Certains éléments de « Players » sont casse-tête. Le groupe d’amis est allé au lycée ensemble, et maintenant ils ont tous la fin de la vingtaine, le début de la trentaine, et travaillent pour le même journal à New York ? Comment ça se passe ? La présentation du travail dans un journal dans le film est tellement dépassée qu’elle en devient tragique, à la lumière du paysage infernal qu’est le monde médiatique d’aujourd’hui. L’espace de bureau ressemble au siège d’une startup Internet datant d’environ 1998, un immense entrepôt doté de hautes fenêtres. Mack couvre les « sports locaux » pour le journal, mais dans le monde des « Joueurs », cela signifie qu’elle reçoit en fait de l’argent – ​​un salaire, rien de moins – pour couvrir les matchs de ping-pong. Il existe une vague peur des licenciements, mais tout le monde semble si confiant et en sécurité dans son emploi que c’est comme dans un film de science-fiction.

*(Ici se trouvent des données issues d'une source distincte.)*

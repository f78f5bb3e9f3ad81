//! OperationSpec - catalog entry for a device API operation

use serde::{Deserialize, Serialize};

/// HTTP verb of a device operation
#[derive(Debug, Clone, Copy, PartialEq, Eq, Hash, Serialize, Deserialize)]
#[serde(rename_all = "UPPERCASE")]
pub enum HttpMethod {
    Get,
    Post,
    Put,
    Delete,
}

impl HttpMethod {
    pub fn as_str(&self) -> &'static str {
        match self {
            Self::Get => "GET",
            Self::Post => "POST",
            Self::Put => "PUT",
            Self::Delete => "DELETE",
        }
    }
}

impl std::fmt::Display for HttpMethod {
    fn fmt(&self, f: &mut std::fmt::Formatter<'_>) -> std::fmt::Result {
        f.write_str(self.as_str())
    }
}

/// Operation exposed by the device management API
#[derive(Debug, Clone, PartialEq, Eq, Serialize, Deserialize)]
pub struct OperationSpec {
    /// HTTP verb
    pub method: HttpMethod,

    /// Absolute API path (e.g. "/api/fdm/v2/action/uploaddiskfile")
    pub url: String,

    /// Name of the response model
    pub model_name: String,

    /// Free-form description (optional)
    #[serde(default, skip_serializing_if = "Option::is_none")]
    pub description: Option<String>,
}

impl OperationSpec {
    pub fn new(method: HttpMethod, url: impl Into<String>, model_name: impl Into<String>) -> Self {
        Self {
            method,
            url: url.into(),
            model_name: model_name.into(),
            description: None,
        }
    }
}
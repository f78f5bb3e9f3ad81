//! UploadOutcome - terminal result of one dispatch

use serde_json::{json, Map, Value};

/// Result of a single upload invocation
#[derive(Debug, Clone, PartialEq)]
pub enum UploadOutcome {
    /// Check mode: validated, nothing uploaded
    Unchanged,
    /// File uploaded
    Uploaded {
        response: Value,
        facts: Map<String, Value>,
    },
    /// User-facing failure
    Failed { msg: String },
}

impl UploadOutcome {
    pub fn failed(msg: impl Into<String>) -> Self {
        Self::Failed { msg: msg.into() }
    }

    pub fn is_failed(&self) -> bool {
        matches!(self, Self::Failed { .. })
    }

    pub fn changed(&self) -> bool {
        matches!(self, Self::Uploaded { .. })
    }

    /// Ansible module result object
    pub fn to_module_json(&self) -> Value {
        match self {
            Self::Unchanged => json!({ "changed": false }),
            Self::Uploaded { response, facts } => json!({
                "changed": true,
                "response": response,
                "ansible_facts": facts,
            }),
            Self::Failed { msg } => json!({
                "failed": true,
                "changed": false,
                "msg": msg,
            }),
        }
    }
}
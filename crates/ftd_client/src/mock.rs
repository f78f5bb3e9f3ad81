//! Mock transport
//!
//! 用于单元测试的 mock 实现，支持注入失败场景并记录调用。

use std::collections::VecDeque;
use std::path::{Path, PathBuf};
use std::sync::{Arc, Mutex};

use contracts::{ServerError, Transport, TransportError};
use serde_json::{Map, Value};
use tracing::instrument;

/// Recorded `upload_file` call
#[derive(Debug, Clone, PartialEq, Eq)]
pub struct UploadCall {
    pub path: PathBuf,
    pub url: String,
}

#[derive(Default)]
struct MockState {
    /// 预设响应（按顺序消费，耗尽后返回 `{}`）
    responses: VecDeque<Result<Value, TransportError>>,
    /// 已记录的调用
    calls: Vec<UploadCall>,
}

/// Mock transport
///
/// Cloning shares state, so a test can keep a handle after moving a clone
/// into the dispatcher.
#[derive(Clone, Default)]
pub struct MockTransport {
    state: Arc<Mutex<MockState>>,
}

impl MockTransport {
    pub fn new() -> Self {
        Self::default()
    }

    /// Mock that answers the next upload with `response`
    pub fn with_response(response: Value) -> Self {
        let mock = Self::new();
        mock.push_response(Ok(response));
        mock
    }

    /// Mock that fails the next upload with a server error
    pub fn with_server_error(code: u16, response: impl Into<Value>) -> Self {
        let mock = Self::new();
        mock.push_response(Err(ServerError::new(code, response).into()));
        mock
    }

    /// Queue a result for a future upload
    pub fn push_response(&self, response: Result<Value, TransportError>) {
        self.state.lock().unwrap().responses.push_back(response);
    }

    /// All recorded calls, oldest first
    pub fn calls(&self) -> Vec<UploadCall> {
        self.state.lock().unwrap().calls.clone()
    }

    pub fn call_count(&self) -> usize {
        self.state.lock().unwrap().calls.len()
    }
}

impl Transport for MockTransport {
    #[instrument(name = "mock_upload_file", skip(self, path), fields(url = %url))]
    async fn upload_file(&self, path: &Path, url: &str) -> Result<Value, TransportError> {
        let mut state = self.state.lock().unwrap();
        state.calls.push(UploadCall {
            path: path.to_path_buf(),
            url: url.to_string(),
        });
        state
            .responses
            .pop_front()
            .unwrap_or_else(|| Ok(Value::Object(Map::new())))
    }
}
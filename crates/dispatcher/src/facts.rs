//! Ansible fact construction from device responses

use contracts::UploadRequest;
use serde_json::{Map, Value};

/// Builds the `ansible_facts` mapping registered after a successful upload
pub trait FactBuilder: Send + Sync {
    fn build(&self, response: &Value, request: &UploadRequest) -> Map<String, Value>;
}

/// FTD collection rules
///
/// - empty response: no facts
/// - body is `response.items` when present, else the response itself
/// - `register_as` set: `{register_as: body}`
/// - body with string `name` and `type`: `{"<type>_<name>": body}`, name normalized
#[derive(Debug, Clone, Copy, Default)]
pub struct AnsibleFactBuilder;

impl FactBuilder for AnsibleFactBuilder {
    fn build(&self, response: &Value, request: &UploadRequest) -> Map<String, Value> {
        let mut facts = Map::new();
        if !is_truthy(response) {
            return facts;
        }

        let body = match response.get("items") {
            Some(items) if response.is_object() => items,
            _ => response,
        };

        if let Some(register_as) = request.register_as.as_deref().filter(|s| !s.is_empty()) {
            facts.insert(register_as.to_string(), body.clone());
        } else if let (Some(name), Some(kind)) = (non_empty_str(body, "name"), non_empty_str(body, "type")) {
            facts.insert(format!("{kind}_{}", identifier(name)), body.clone());
        }
        facts
    }
}

fn non_empty_str<'a>(body: &'a Value, key: &str) -> Option<&'a str> {
    body.get(key).and_then(Value::as_str).filter(|s| !s.is_empty())
}

/// Lowercase, every char outside `[a-zA-Z0-9_]` replaced by `_`
fn identifier(name: &str) -> String {
    name.to_lowercase()
        .chars()
        .map(|c| if c.is_ascii_alphanumeric() || c == '_' { c } else { '_' })
        .collect()
}

fn is_truthy(value: &Value) -> bool {
    match value {
        Value::Null => false,
        Value::Bool(b) => *b,
        Value::Number(n) => n.as_f64().is_some_and(|f| f != 0.0),
        Value::String(s) => !s.is_empty(),
        Value::Array(a) => !a.is_empty(),
        Value::Object(o) => !o.is_empty(),
    }
}

#[cfg(test)]
mod tests {
    use super::*;
    use serde_json::json;

    fn request() -> UploadRequest {
        UploadRequest::new("postuploaddiskfile", "/tmp/test1.txt")
    }

    #[test]
    fn test_empty_response_has_no_facts() {
        let builder = AnsibleFactBuilder;
        assert!(builder.build(&json!({}), &request()).is_empty());
        assert!(builder.build(&Value::Null, &request()).is_empty());
        assert!(builder
            .build(&json!({}), &request().with_register_as("upload"))
            .is_empty());
    }

    #[test]
    fn test_register_as_wins() {
        let response = json!({"name": "test1.txt", "type": "fileuploadstatus"});
        let facts = AnsibleFactBuilder.build(&response, &request().with_register_as("upload_result"));
        assert_eq!(facts.len(), 1);
        assert_eq!(facts["upload_result"], response);
    }

    #[test]
    fn test_name_and_type_derive_fact_name() {
        let response = json!({"id": "a1", "name": "Disk File-01.txt", "type": "fileuploadstatus"});
        let facts = AnsibleFactBuilder.build(&response, &request());
        assert_eq!(facts["fileuploadstatus_disk_file_01_txt"], response);
    }

    #[test]
    fn test_items_unwrapped() {
        let response = json!({"items": [{"id": 1}], "paging": {}});
        let facts = AnsibleFactBuilder.build(&response, &request().with_register_as("files"));
        assert_eq!(facts["files"], json!([{"id": 1}]));
    }

    #[test]
    fn test_without_name_or_type_no_facts() {
        let facts = AnsibleFactBuilder.build(&json!({"status": "queued", "id": 42}), &request());
        assert!(facts.is_empty());
    }

    #[test]
    fn test_empty_register_as_is_ignored() {
        let response = json!({"name": "a", "type": "t"});
        let facts = AnsibleFactBuilder.build(&response, &request().with_register_as(""));
        assert!(facts.contains_key("t_a"));
    }
}
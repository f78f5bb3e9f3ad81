//! UploadRequest - one module invocation's input

use std::path::PathBuf;

/// Request to upload a local file through a named device operation
#[derive(Debug, Clone, PartialEq, Eq)]
pub struct UploadRequest {
    /// Catalog name of the operation (e.g. "postuploaddiskfile")
    pub operation: String,

    /// Local file to upload
    pub file_to_upload: PathBuf,

    /// Fact name the response is registered under
    pub register_as: Option<String>,
}

impl UploadRequest {
    pub fn new(operation: impl Into<String>, file_to_upload: impl Into<PathBuf>) -> Self {
        Self {
            operation: operation.into(),
            file_to_upload: file_to_upload.into(),
            register_as: None,
        }
    }

    pub fn with_register_as(mut self, register_as: impl Into<String>) -> Self {
        self.register_as = Some(register_as.into());
        self
    }
}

Les comédies romantiques sont désormais rares et celles qui apparaissent manquent de charme. Il n’y a pas de comédie romantique sans charme ! Les gens ont encore besoin d’histoires d’amour. Ils aspirent à eux. Pourquoi avons-nous perdu confiance en leur disant ? « Players » ne fonctionne pas comme une romance, et c’est un problème puisque c’est toute l’intrigue. Là où « Players » est amusant, c’est dans les manigances burlesques du groupe : l’attitude enthousiaste d’Ashley, les querelles de Sam et Little, les apartés drôles et secs d’Adam. Mais tout cela ne tient pas ensemble. « Joueurs » semble un peu joué.